- _Data supplied_
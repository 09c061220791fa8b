pub mod app;
pub mod color;
pub mod display;
pub mod effects;
pub mod pipeline;
pub mod proto;
pub mod render;
pub mod strip;
pub mod transition;

// Re-export key types at crate root for convenience
pub use app::{
    validate_fields, App, AppError, AppManager, Event, EventError, EventRegistry, EventType,
    FieldKind, FieldSpec, Query, QueryError, QueryType,
};
pub use color::{hsv_to_rgb, parse_hex, Rgba};
pub use display::{DisplayManager, MirrorMode, HALF_WIDTH, PANEL_HEIGHT, PANEL_WIDTH};
pub use effects::{
    ColorOverrideEffect, DizzyEffect, Effect, EffectError, EffectKind, EffectManager, FadeState,
    RainbowEffect, RainbowSync, Rng, ShakeEffect, WiggleEffect,
};
pub use pipeline::{Pipeline, TickOutput};
pub use proto::{crc8, rle_decode, rle_encode, Packet, ProtoError};
pub use render::{
    AnimatedSpriteLayer, CompletionHook, Frame, FrameDescription, FrameSource, Layer, LayerId,
    RenderOutput, Renderer, SpriteLayer, SpritePixels, TextLayer,
};
pub use strip::LedStrip;
pub use transition::{
    calculate_image_similarity, cosine_interpolation, is_bright_to_dark, AnimatedParameter,
    DampedSpring, ImageView, InterpolationMethod, PartTransition, PartTransitionManager,
    RampFilter, TransitionEngine, TransitionType,
};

- _Task details_
Find all lines holding the word "pipeline" in the records above and copy them.

- _Your response_
pub mod pipeline;
pub use pipeline::{Pipeline, TickOutput};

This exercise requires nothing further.